Prediction of protein backbone conformation based on seven structure assignments. Influence of local interactions

Abstract

A method is developed to compute backbone tertiary folds from the amino acid sequence. In this method, the number of degrees of freedom is drastically reduced by neglecting side-chain flexibility, and by describing backbone conformations as combinations of only seven structural states. These are characterized by single values of the dihedral angles phi, psi and omega, representing allowed conformations of the isolated dipeptide. We show that this restrictive model is none the less capable of describing native backbones to within acceptable deviations. Using our backbone description, potentials of mean force are derived from a database of known protein structures, based on statistical influences of single residues and residue pairs on the conformational states in their vicinity along the chain. This yields the force-field component due to local interactions, which is then used to predict lowest-energy conformations from any given amino acid sequence. The prediction algorithm does not require searching conformational space and is therefore extremely fast.

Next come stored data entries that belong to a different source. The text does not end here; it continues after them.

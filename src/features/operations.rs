//! Operations Views
//!
//! Fleet health, the alert queue, and per-location health rollups. Rows are
//! joined against the reference store at read time so renamed entities show up
//! without a refetch.

use crate::components::data_table::{CellValue, Column, DataTable};
use crate::domain::{
    Alert, AlertId, AlertSeverity, AlertState, CompanyId, DeviceHealth, DeviceId, DeviceStatus,
    LocationId,
};
use crate::error::{Error, Result};
use crate::features::filters::PageFilters;
use crate::states::ReferenceStore;
use crate::utils::{format_datetime, format_relative, truncate};
use ahash::AHashMap;
use chrono::{DateTime, Utc};

const ALERT_SUMMARY_LEN: usize = 80;

// ==================== Fleet ====================

#[derive(Debug, Clone, Copy, Default, PartialEq, Eq)]
pub enum StatusFilter {
    #[default]
    All,
    Only(DeviceHealth),
}

impl StatusFilter {
    pub fn matches(&self, health: DeviceHealth) -> bool {
        match self {
            StatusFilter::All => true,
            StatusFilter::Only(wanted) => *wanted == health,
        }
    }
}

#[derive(Debug, Clone, PartialEq)]
pub struct FleetRow {
    pub device_id: DeviceId,
    pub device_name: String,
    pub status: DeviceHealth,
    pub location_name: String,
    pub firmware_version: String,
    pub last_seen: DateTime<Utc>,
    pub cycles_7d: u32,
    pub needs_maintenance: bool,
}

pub fn fleet_rows(
    refs: &ReferenceStore,
    statuses: &[DeviceStatus],
    filter: StatusFilter,
) -> Vec<FleetRow> {
    statuses
        .iter()
        .filter(|s| filter.matches(s.status))
        .map(|s| {
            let device = refs.device(&s.device_id);
            FleetRow {
                device_id: s.device_id.clone(),
                device_name: device.map_or_else(|| s.device_id.to_string(), |d| d.name.clone()),
                status: s.status,
                location_name: device
                    .map_or("Unknown", |d| refs.location_name(&d.location_id))
                    .to_string(),
                firmware_version: s.firmware_version.clone(),
                last_seen: s.last_seen,
                cycles_7d: s.cycles_7d,
                needs_maintenance: s.needs_maintenance,
            }
        })
        .collect()
}

/// Count of rows per health state, in display order
pub fn fleet_summary(statuses: &[DeviceStatus]) -> [(DeviceHealth, usize); 3] {
    let count = |h: DeviceHealth| statuses.iter().filter(|s| s.status == h).count();
    [
        (DeviceHealth::Online, count(DeviceHealth::Online)),
        (DeviceHealth::Offline, count(DeviceHealth::Offline)),
        (DeviceHealth::Maintenance, count(DeviceHealth::Maintenance)),
    ]
}

/// Fleet table; the search box matches device name, location, and firmware
pub fn fleet_table() -> DataTable<FleetRow> {
    let columns = vec![
        Column::new("device", "Device", |r: &FleetRow| {
            CellValue::from(r.device_name.as_str())
        })
        .sortable(),
        Column::new("status", "Status", |r: &FleetRow| {
            CellValue::from(r.status.label())
        })
        .sortable(),
        Column::new("location", "Location", |r: &FleetRow| {
            CellValue::from(r.location_name.as_str())
        })
        .sortable(),
        Column::new("firmware", "Firmware", |r: &FleetRow| {
            CellValue::from(r.firmware_version.as_str())
        })
        .sortable(),
        Column::new("lastSeen", "Last Seen", |r: &FleetRow| {
            CellValue::from(r.last_seen)
        })
        .sortable(),
        Column::new("cycles7d", "Cycles (7d)", |r: &FleetRow| {
            CellValue::from(r.cycles_7d)
        })
        .sortable(),
        Column::new("maintenance", "Maintenance", |r: &FleetRow| {
            CellValue::from(if r.needs_maintenance { "Required" } else { "OK" })
        }),
    ];
    DataTable::new(columns)
        .with_filter(|row: &FleetRow, query: &str| {
            row.device_name.to_lowercase().contains(query)
                || row.location_name.to_lowercase().contains(query)
                || row.firmware_version.to_lowercase().contains(query)
        })
        .with_empty_message("No devices match the current filters")
}

// ==================== Alerts ====================

#[derive(Debug, Clone, Copy, Default, PartialEq, Eq)]
pub struct AlertFilter {
    pub severity: Option<AlertSeverity>,
    pub state: Option<AlertState>,
}

impl AlertFilter {
    pub fn matches(&self, alert: &Alert) -> bool {
        self.severity.is_none_or(|s| s == alert.severity)
            && self.state.is_none_or(|s| s == alert.state)
    }
}

#[derive(Debug, Clone, PartialEq)]
pub struct AlertRow {
    pub alert: Alert,
    pub device_name: String,
    pub location_name: String,
    pub company_name: String,
}

impl AlertRow {
    /// Description clipped for the list view
    pub fn summary(&self) -> String {
        truncate(&self.alert.description, ALERT_SUMMARY_LEN)
    }

    pub fn age(&self, now: &DateTime<Utc>) -> String {
        format_relative(&self.alert.created_at, now)
    }

    pub fn updated_label(&self) -> String {
        format_datetime(&self.alert.updated_at)
    }
}

pub fn alert_rows(refs: &ReferenceStore, alerts: &[Alert], filter: AlertFilter) -> Vec<AlertRow> {
    alerts
        .iter()
        .filter(|a| filter.matches(a))
        .map(|a| AlertRow {
            device_name: refs.device_name(&a.device_id).to_string(),
            location_name: refs.location_name(&a.location_id).to_string(),
            company_name: refs.company_name(&a.company_id).to_string(),
            alert: a.clone(),
        })
        .collect()
}

pub fn alert_table() -> DataTable<AlertRow> {
    let columns = vec![
        Column::new("severity", "Severity", |r: &AlertRow| {
            CellValue::from(r.alert.severity.label())
        })
        .sortable(),
        Column::new("title", "Alert", |r: &AlertRow| {
            CellValue::from(r.alert.title.as_str())
        })
        .sortable(),
        Column::new("device", "Device", |r: &AlertRow| {
            CellValue::from(r.device_name.as_str())
        })
        .sortable(),
        Column::new("location", "Location", |r: &AlertRow| {
            CellValue::from(r.location_name.as_str())
        })
        .sortable(),
        Column::new("state", "State", |r: &AlertRow| {
            CellValue::from(r.alert.state.label())
        })
        .sortable(),
        Column::new("updatedAt", "Updated", |r: &AlertRow| {
            CellValue::from(r.alert.updated_at)
        })
        .sortable(),
    ];
    DataTable::new(columns)
        .with_filter(|row: &AlertRow, query: &str| {
            row.alert.title.to_lowercase().contains(query)
                || row.device_name.to_lowercase().contains(query)
                || row.location_name.to_lowercase().contains(query)
        })
        .with_empty_message("No alerts")
}

/// Move an alert along open → ack → resolved. Going backwards is rejected.
pub fn transition_alert(
    alerts: &mut [Alert],
    id: &AlertId,
    target: AlertState,
    now: DateTime<Utc>,
) -> Result<()> {
    let alert = alerts
        .iter_mut()
        .find(|a| &a.id == id)
        .ok_or_else(|| Error::Invalid {
            message: format!("unknown alert {id}"),
        })?;
    let allowed = matches!(
        (alert.state, target),
        (AlertState::Open, AlertState::Ack)
            | (AlertState::Open, AlertState::Resolved)
            | (AlertState::Ack, AlertState::Resolved)
    );
    if !allowed {
        return Err(Error::Invalid {
            message: format!(
                "alert {id} cannot move from {} to {}",
                alert.state.label(),
                target.label()
            ),
        });
    }
    alert.state = target;
    alert.updated_at = now;
    tracing::info!(alert = %id, state = target.label(), "Alert state changed");
    Ok(())
}

// ==================== Locations ====================

#[derive(Debug, Clone, PartialEq, Eq)]
pub struct LocationHealthRow {
    pub location_id: LocationId,
    pub location_name: String,
    pub company_id: CompanyId,
    pub company_name: String,
    pub devices: usize,
    pub online: usize,
    pub offline: usize,
    pub maintenance: usize,
    pub open_alerts: usize,
}

pub fn location_health_rows(
    refs: &ReferenceStore,
    filters: &PageFilters,
    statuses: &[DeviceStatus],
    alerts: &[Alert],
) -> Vec<LocationHealthRow> {
    let health: AHashMap<&DeviceId, DeviceHealth> =
        statuses.iter().map(|s| (&s.device_id, s.status)).collect();
    refs.locations()
        .iter()
        .filter(|l| filters.matches(&l.company_id, &l.id))
        .map(|l| {
            let mut row = LocationHealthRow {
                location_id: l.id.clone(),
                location_name: l.name.clone(),
                company_id: l.company_id.clone(),
                company_name: refs.company_name(&l.company_id).to_string(),
                devices: 0,
                online: 0,
                offline: 0,
                maintenance: 0,
                open_alerts: 0,
            };
            for device in refs.devices_at(&l.id) {
                row.devices += 1;
                match health.get(&device.id) {
                    Some(DeviceHealth::Online) => row.online += 1,
                    Some(DeviceHealth::Offline) => row.offline += 1,
                    Some(DeviceHealth::Maintenance) => row.maintenance += 1,
                    None => {}
                }
            }
            row.open_alerts = alerts
                .iter()
                .filter(|a| a.location_id == l.id && a.state != AlertState::Resolved)
                .count();
            row
        })
        .collect()
}

#[cfg(test)]
mod tests {
    use super::*;
    use crate::states::reference::fixtures::two_company_store;
    use chrono::TimeZone;

    fn at(hour: u32) -> DateTime<Utc> {
        Utc.with_ymd_and_hms(2026, 3, 10, hour, 0, 0).single().expect("valid")
    }

    fn status(device: &str, health: DeviceHealth, firmware: &str) -> DeviceStatus {
        DeviceStatus {
            device_id: device.into(),
            status: health,
            last_seen: at(8),
            firmware_version: firmware.into(),
            cycles_7d: 12,
            needs_maintenance: health == DeviceHealth::Maintenance,
        }
    }

    fn alert(
        id: &str,
        device: &str,
        location: &str,
        severity: AlertSeverity,
        state: AlertState,
    ) -> Alert {
        Alert {
            id: id.into(),
            company_id: "co-a".into(),
            location_id: location.into(),
            device_id: device.into(),
            severity,
            state,
            title: format!("Alert {id}"),
            description: String::new(),
            created_at: at(6),
            updated_at: at(6),
        }
    }

    fn statuses() -> Vec<DeviceStatus> {
        vec![
            status("dev-1a", DeviceHealth::Online, "1.4.0"),
            status("dev-1b", DeviceHealth::Offline, "1.3.2"),
            status("dev-2a", DeviceHealth::Maintenance, "1.4.0"),
            status("ghost", DeviceHealth::Online, "1.0.0"),
        ]
    }

    #[test]
    fn test_fleet_rows_join_and_fallbacks() {
        let rows = fleet_rows(&two_company_store(), &statuses(), StatusFilter::All);
        assert_eq!(rows[0].device_name, "Unit 1A");
        assert_eq!(rows[0].location_name, "Downtown");
        assert_eq!(rows[3].device_name, "ghost");
        assert_eq!(rows[3].location_name, "Unknown");
    }

    #[test]
    fn test_fleet_status_filter_and_search() {
        let refs = two_company_store();
        let offline = fleet_rows(&refs, &statuses(), StatusFilter::Only(DeviceHealth::Offline));
        assert_eq!(offline.len(), 1);

        let rows = fleet_rows(&refs, &statuses(), StatusFilter::All);
        let mut table = fleet_table();
        table.set_query("1.3");
        assert_eq!(table.view(&rows[..]).matched, 1);
        table.set_query("harbor");
        assert_eq!(table.view(&rows[..]).rows[0].device_id.as_str(), "dev-2a");
    }

    #[test]
    fn test_fleet_summary() {
        let summary = fleet_summary(&statuses());
        assert_eq!(summary[0], (DeviceHealth::Online, 2));
        assert_eq!(summary[2], (DeviceHealth::Maintenance, 1));
    }

    #[test]
    fn test_alert_filters() {
        let alerts = vec![
            alert("a1", "dev-1a", "loc-1", AlertSeverity::Critical, AlertState::Open),
            alert("a2", "dev-2a", "loc-2", AlertSeverity::Warn, AlertState::Ack),
            alert("a3", "dev-2b", "loc-2", AlertSeverity::Critical, AlertState::Resolved),
        ];
        let refs = two_company_store();
        let critical = AlertFilter {
            severity: Some(AlertSeverity::Critical),
            state: None,
        };
        assert_eq!(alert_rows(&refs, &alerts, critical).len(), 2);
        let open_critical = AlertFilter {
            state: Some(AlertState::Open),
            ..critical
        };
        let rows = alert_rows(&refs, &alerts, open_critical);
        assert_eq!(rows.len(), 1);
        assert_eq!(rows[0].device_name, "Unit 1A");
        assert_eq!(rows[0].company_name, "Acme");
        assert_eq!(rows[0].age(&at(9)), "3h ago");
    }

    #[test]
    fn test_alert_summary_is_clipped() {
        let mut long = alert("a1", "dev-1a", "loc-1", AlertSeverity::Info, AlertState::Open);
        long.description = "x".repeat(120);
        let rows = alert_rows(&two_company_store(), &[long], AlertFilter::default());
        let summary = rows[0].summary();
        assert_eq!(summary.chars().count(), ALERT_SUMMARY_LEN);
        assert!(summary.ends_with("..."));
    }

    #[test]
    fn test_alert_transitions() {
        let mut alerts = vec![alert(
            "a1",
            "dev-1a",
            "loc-1",
            AlertSeverity::Info,
            AlertState::Open,
        )];
        let id = AlertId::from("a1");
        transition_alert(&mut alerts, &id, AlertState::Ack, at(9)).expect("ack");
        assert_eq!((alerts[0].state, alerts[0].updated_at), (AlertState::Ack, at(9)));
        assert!(transition_alert(&mut alerts, &id, AlertState::Open, at(10)).is_err());
        transition_alert(&mut alerts, &id, AlertState::Resolved, at(11)).expect("resolve");
        assert!(transition_alert(&mut alerts, &"zz".into(), AlertState::Ack, at(11)).is_err());
    }

    #[test]
    fn test_location_health() {
        let refs = two_company_store();
        let alerts = vec![
            alert("a1", "dev-1a", "loc-1", AlertSeverity::Warn, AlertState::Open),
            alert("a2", "dev-1b", "loc-1", AlertSeverity::Warn, AlertState::Resolved),
        ];
        let rows = location_health_rows(&refs, &PageFilters::default(), &statuses(), &alerts);
        let downtown = &rows[0];
        assert_eq!((downtown.devices, downtown.online, downtown.offline), (2, 1, 1));
        assert_eq!(downtown.open_alerts, 1);
        assert_eq!(rows[2].online + rows[2].offline + rows[2].maintenance, 0);
    }
}
//! End-to-end workspace flows against the bundled mock data.

use fleet_console::app::{Route, Workspace};
use fleet_console::auth::{Credentials, Persona};
use fleet_console::domain::{CompanyId, DateRangeKey};
use fleet_console::features::PageFilters;
use fleet_console::features::business::device_rows;
use fleet_console::features::operations::{StatusFilter, fleet_rows};
use fleet_console::services::{Latency, MockData, MockDataSource};
use fleet_console::states::{
    FilePreferenceStore, LoadStatus, MemoryPreferenceStore, PreferenceStore, UiEvent,
};
use std::time::Duration;

const WAIT: Duration = Duration::from_secs(5);

fn source(latency: Latency) -> MockDataSource {
    MockDataSource::embedded()
        .expect("fixtures parse")
        .with_latency(latency)
}

fn booted<P: PreferenceStore>(preferences: P) -> Workspace<MockDataSource, P> {
    let mut ws = Workspace::new(source(Latency::none()), preferences);
    ws.start();
    assert!(ws.pump_until_idle(WAIT), "catalog load timed out");
    ws
}

fn signed_in(persona: Persona) -> Workspace<MockDataSource, MemoryPreferenceStore> {
    let mut ws = booted(MemoryPreferenceStore::new());
    ws.login(&Credentials::new("ops@fleet.example", "secret"))
        .expect("valid credentials");
    ws.set_persona(persona);
    ws
}

fn company(ws: &Workspace<MockDataSource, impl PreferenceStore>, index: usize) -> CompanyId {
    ws.refs().companies()[index].id.clone()
}

fn nav_labels(ws: &Workspace<MockDataSource, impl PreferenceStore>) -> Vec<&'static str> {
    ws.visible_nav().iter().map(|g| g.label).collect()
}

#[test]
fn unauthenticated_engineering_visit_goes_to_login() {
    let mut ws = booted(MemoryPreferenceStore::new());
    assert_eq!(ws.navigate("/eng/devices"), Route::Login);
    assert_eq!(ws.navigate("/"), Route::Login);
}

#[test]
fn customer_admin_is_bounced_from_engineering() {
    let mut ws = signed_in(Persona::CustomerAdmin);
    let events = ws.subscribe();
    while events.try_recv().is_ok() {}

    assert_eq!(ws.navigate("/eng/devices"), Route::BusinessOverview);
    let redirected = events.try_iter().any(|e| {
        matches!(
            e,
            UiEvent::Redirected {
                requested: Route::EngDevices,
                target: Route::BusinessOverview
            }
        )
    });
    assert!(redirected);
}

#[test]
fn engineer_reaches_engineering_pages() {
    let mut ws = signed_in(Persona::Engineer);
    assert_eq!(ws.navigate("/eng/devices"), Route::EngDevices);
    assert_eq!(ws.navigate("/eng/firmware"), Route::EngFirmware);
    assert!(ws.pump_until_idle(WAIT));
    assert_eq!(ws.firmware().status(), LoadStatus::Succeeded);
    assert!(!ws.firmware().data().is_empty());
}

#[test]
fn navigation_follows_persona() {
    let mut ws = signed_in(Persona::CustomerAdmin);
    assert_eq!(nav_labels(&ws), ["Business", "Operations", "Account"]);
    ws.set_persona(Persona::Engineer);
    assert_eq!(
        nav_labels(&ws),
        ["Business", "Operations", "Engineering", "Account"]
    );
    ws.set_persona(Persona::InternalOps);
    assert_eq!(nav_labels(&ws), ["Business", "Operations", "Account"]);
}

#[test]
fn cross_company_location_is_cleared() {
    let mut ws = signed_in(Persona::CustomerAdmin);
    let first = company(&ws, 0);
    let foreign = ws
        .refs()
        .locations()
        .iter()
        .find(|l| l.company_id != first)
        .map(|l| l.id.clone())
        .expect("a location of another company");

    ws.set_company(Some(first.clone()));
    ws.set_location(Some(foreign));
    assert_eq!(ws.context().company_id(), Some(&first));
    assert_eq!(ws.context().location_id(), None);
    assert_eq!(ws.context().device_id(), None);
}

#[test]
fn latest_scope_wins_over_earlier_response() {
    let companies = MockData::embedded()
        .expect("fixtures parse")
        .catalog
        .companies;
    let (first, second) = (companies[0].id.clone(), companies[1].id.clone());
    let slow = source(Latency::none()).with_slow_company(first.clone(), Duration::from_millis(300));
    let mut ws = Workspace::new(slow, MemoryPreferenceStore::new());
    ws.start();
    assert!(ws.pump_until_idle(WAIT));
    ws.login(&Credentials::new("a@b.co", "pw")).expect("valid");
    ws.navigate("/business/overview");

    ws.set_company(Some(first));
    ws.set_company(Some(second.clone()));
    assert!(ws.pump_until_idle(WAIT));
    assert_eq!(
        ws.overview().data().as_ref().map(|m| &m.company_id),
        Some(&second)
    );

    // The first company's response lands after the second one was applied
    std::thread::sleep(Duration::from_millis(500));
    assert!(ws.pump() >= 1);
    let metrics = ws.overview().data().as_ref().expect("metrics for the company");
    assert_eq!(metrics.company_id, second);
    assert_eq!(metrics.date_range_key, DateRangeKey::Last7);
    assert_eq!(ws.overview().status(), LoadStatus::Succeeded);
    assert_eq!(ws.overview_view().kpis.len(), 4);
}

#[test]
fn failed_load_recovers_on_refetch() {
    let mut ws = signed_in(Persona::CustomerAdmin);
    ws.hub().source().set_failing(true);
    ws.navigate("/ops/fleet");
    assert!(ws.pump_until_idle(WAIT));
    assert_eq!(ws.fleet().status(), LoadStatus::Failed);
    assert!(ws.fleet().error().is_some());

    ws.hub().source().set_failing(false);
    ws.refetch();
    assert!(ws.pump_until_idle(WAIT));
    assert_eq!(ws.fleet().status(), LoadStatus::Succeeded);
    let rows = fleet_rows(ws.refs(), ws.fleet().data(), StatusFilter::All);
    assert_eq!(rows.len(), ws.refs().devices().len());
}

#[test]
fn business_device_route_pins_scope() {
    let mut ws = signed_in(Persona::CustomerAdmin);
    let device = ws.refs().devices()[2].clone();
    ws.navigate(&format!("/business/devices/{}", device.id));
    assert_eq!(ws.context().device_id(), Some(&device.id));
    assert!(ws.pump_until_idle(WAIT));

    let filters = PageFilters::seeded(ws.scope(), ws.refs());
    let rows = device_rows(ws.refs(), &filters, ws.fleet().data());
    assert!(rows.iter().all(|r| r.location_name == rows[0].location_name));
    assert!(rows.iter().any(|r| r.id == device.id && r.status.is_some()));
}

#[test]
fn preferences_survive_restart() {
    let dir = tempfile::tempdir().expect("temp dir");
    let path = dir.path().join("fleet-console.toml");
    {
        let mut ws = booted(FilePreferenceStore::at(&path));
        ws.login(&Credentials::new("eng@fleet.example", "pw")).expect("valid");
        ws.set_persona(Persona::Engineer);
        assert!(ws.toggle_sidebar());
    }
    let ws = booted(FilePreferenceStore::at(&path));
    assert!(ws.session().is_authenticated());
    assert_eq!(ws.session().persona(), Persona::Engineer);
    assert!(ws.ui().sidebar_collapsed);
    assert_eq!(
        ws.session().user().map(|u| u.email.as_str()),
        Some("eng@fleet.example")
    );
}

#[test]
fn corrupt_preferences_fall_back_to_defaults() {
    let ws = booted(MemoryPreferenceStore::with_raw("persona = [not toml"));
    assert!(!ws.session().is_authenticated());
    assert_eq!(ws.session().persona(), Persona::CustomerAdmin);
}

#[test]
fn logout_returns_to_login() {
    let mut ws = signed_in(Persona::Engineer);
    ws.navigate("/eng/devices");
    ws.logout();
    assert_eq!(ws.route(), &Route::Login);
    assert_eq!(ws.session().persona(), Persona::CustomerAdmin);
}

Another important asset of our method is that it is able to compute not only the minimum energy conformation, but any number of lowest energy structures, whose relative preferences can be determined from the corresponding computed energy values. The performance of our procedure is tested on short peptides that are likely to be stabilized by local interactions. These include several helical structures and a hexapeptide with a beta-bend conformation, corresponding to peptides shown to have relatively well-defined conformations in aqueous solution, and to protein segments believed to adopt their native conformation early during folding. In addition, several flexible peptides are analysed. Except for the problems encountered in predicting observed disulphide bridges in two of the flexible peptides, and in a somewhat larger fragment comprising residues 30 to 51 of bovine trypsin inhibitor, prediction results compare very favourably with experimental data. Potential applications of our procedure to protein modelling and its extension to protein folding are discussed.